L’ultimo caso riguarda il commissariamento di Fratelli d’Italia a livello provinciale e con la nomina di Adolfo Urso, di cui de Bertoldi è un fedelissimo, a commissario provinciale.

Proprio quest’ultima nomina lascia sconcerto in merito al futuro delle coalizioni che si presenteranno a correre nei vari comuni del Trentino. I rapporti tra Francesca Gerosa e Andrea de Bertoldi in questi mesi si sa che non sono facili e anzi esprimono due visioni di pensiero diversi.

Ora la nomina di Urso a commissario darà respiro alle richieste di de Bertoldi che non vuole a Trento Baracetti come sindaco e neanche Zambelli a Rovereto perché nei fatti non sono a suo avviso candidati vincenti, ovvero nei fatti non sono nomi che convincono persone a comporre le liste di Fratelli d’Italia a livello comunale.

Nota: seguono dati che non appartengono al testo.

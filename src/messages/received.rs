use axum::{debug_handler, extract::{Query, State}, Json};
use serde::Deserialize;

use super::{MessageService, ReceivedMessage};
use crate::error::AppResult;
use crate::AppState;

#[derive(Deserialize)]
pub(crate) struct ReceivedQuery {
    receiver_uid: String,
}

#[debug_handler(state = AppState)]
pub(crate) async fn received_messages(
    Query(ReceivedQuery { receiver_uid }): Query<ReceivedQuery>,
    State(messages): State<MessageService>,
) -> AppResult<Json<Vec<ReceivedMessage>>> {
    Ok(Json(messages.list_received(&receiver_uid).await?))
}
use std::sync::Arc;

use serde_json::json;
use tracing::{info, warn};

use super::{Role, UserRecord, USERS_COLLECTION};
use crate::error::{AppError, AppResult};
use crate::firebase::{BlobStore, DocumentStore, IdentityDirectory, IdentityError};
use crate::maps::Geocoder;

/// A document payload supplied with a provider registration.
#[derive(Debug, Clone)]
pub struct Document {
    pub filename: String,
    pub content_type: String,
    pub bytes: Vec<u8>,
}

/// Input to [`UserService::register`]. The role arrives as the raw
/// wire string and is validated before any collaborator call.
#[derive(Debug, Clone)]
pub struct Registration {
    pub email: String,
    pub password: String,
    pub role: String,
    pub name: String,
    pub surname: String,
    pub phone: String,
    pub address: Option<String>,
    pub document: Option<Document>,
}

/// The two success outcomes of a registration.
#[derive(Debug)]
pub enum Registered {
    Created(String),
    RoleAdded(String),
}

impl Registered {
    pub fn uid(&self) -> &str {
        match self {
            Registered::Created(uid) | Registered::RoleAdded(uid) => uid,
        }
    }
}

#[derive(Debug)]
pub struct RoleCheck {
    pub uid: String,
    pub email: String,
    pub role: Role,
}

#[derive(Clone)]
pub struct UserService {
    identity: Arc<dyn IdentityDirectory>,
    store: Arc<dyn DocumentStore>,
    geocoder: Arc<dyn Geocoder>,
    blobs: Arc<dyn BlobStore>,
}

impl UserService {
    pub fn new(
        identity: Arc<dyn IdentityDirectory>,
        store: Arc<dyn DocumentStore>,
        geocoder: Arc<dyn Geocoder>,
        blobs: Arc<dyn BlobStore>,
    ) -> Self {
        Self { identity, store, geocoder, blobs }
    }

    /// Registers a new account, or grants an additional role to the
    /// account already holding the email. Exactly one of the two
    /// happens; the same email never gets a second record.
    pub async fn register(&self, req: Registration) -> AppResult<Registered> {
        let role: Role = req.role.parse()?;

        let existing = self
            .store
            .find_by_field(USERS_COLLECTION, "email", &req.email, Some(1))
            .await?;

        if let Some((uid, doc)) = existing.into_iter().next() {
            // Known email: merge the role, ignore everything else in
            // the request (including the password — no directory call).
            let mut record: UserRecord = serde_json::from_value(doc)?;
            if record.roles.contains(&role) {
                return Err(AppError::RoleAlreadyGranted(role));
            }
            record.roles.push(role);
            // Full-record write-back: last write wins, same as the
            // original's overwrite. Not atomic across racing requests.
            self.store
                .set(USERS_COLLECTION, &uid, &serde_json::to_value(&record)?)
                .await?;
            info!(%uid, %role, "role added to existing account");
            return Ok(Registered::RoleAdded(uid));
        }

        let uid = self
            .identity
            .create_account(&req.email, &req.password)
            .await
            .map_err(|e| match e {
                IdentityError::Rejected(message) => AppError::IdentityCreateFailed(message),
                IdentityError::Backend(e) => AppError::Backend(e),
            })?;

        // From here on the identity exists; a geocoding failure below
        // leaves it orphaned, with no record written.
        let location = match req.address.as_deref() {
            Some(address) => {
                let mut candidates = self.geocoder.geocode(address).await?;
                if candidates.is_empty() {
                    return Err(AppError::GeocodeFailed);
                }
                Some(candidates.remove(0))
            }
            None => None,
        };

        let document_url = match (role, req.document) {
            (Role::Provider, Some(document)) => {
                let path = format!("documentos/{uid}/{}", document.filename);
                match self
                    .blobs
                    .upload(&path, document.bytes, &document.content_type)
                    .await
                {
                    Ok(url) => Some(url),
                    Err(e) => {
                        // upload failure does not abort the registration
                        warn!(%uid, error = %e, "document upload failed, registering without it");
                        None
                    }
                }
            }
            _ => None,
        };

        let record = UserRecord {
            email: req.email,
            roles: vec![role],
            name: req.name,
            surname: req.surname,
            phone: req.phone,
            address: req.address,
            location,
            document_url,
        };
        self.store
            .set(USERS_COLLECTION, &uid, &serde_json::to_value(&record)?)
            .await?;

        info!(%uid, %role, "account created");
        Ok(Registered::Created(uid))
    }

    /// Role authorization by email. The caller's password is never
    /// checked here; the directory only resolves email to UID.
    pub async fn check_role(&self, email: &str, desired_role: &str) -> AppResult<RoleCheck> {
        let role: Role = desired_role.parse()?;

        let user = self
            .identity
            .find_by_email(email)
            .await?
            .ok_or(AppError::UserNotFound)?;

        let doc = self
            .store
            .get(USERS_COLLECTION, &user.uid)
            .await?
            .ok_or(AppError::UserRecordMissing)?;
        let record: UserRecord = serde_json::from_value(doc)?;

        if record.roles.contains(&role) {
            Ok(RoleCheck { uid: user.uid, email: user.email, role })
        } else {
            Err(AppError::RoleNotGranted { wanted: role, granted: record.roles })
        }
    }

    /// Startup connectivity check against the document store, writing
    /// the same throwaway document the original wrote.
    pub async fn probe_store(&self) -> AppResult<()> {
        self.store
            .set(
                "prueba",
                "doc1",
                &json!({ "campo1": "valor1", "campo2": "valor2" }),
            )
            .await?;
        Ok(())
    }
}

Già, il problema non è il fatto che Fratelli d’Italia non sia riuscita a raccogliere forti consensi all’interno delle sezioni in questi due anni quanto piuttosto la colpa è dei candidati Sindaci.

La segreteria provinciale resta bloccata con il Senatore che è arrivato a pescare tra i nostalgici della vecchia Lega, quella che voleva la secessione per intenderci. Insomma un successo diplomatico, non di sicuro ideologico.


Altra questione è Forza Italia, con Biancofiore che a tutti i costi vuole reimporsi sullo scenario regionale e provinciale e mal ha accettato la proposta da parte dei suoi di lasciar perdere la politica locale dato che è stata eletta in Emilia – Romagna.

Nei fatti troppa confusione che aiuterà solamente il centrosinistra a riconfermarsi.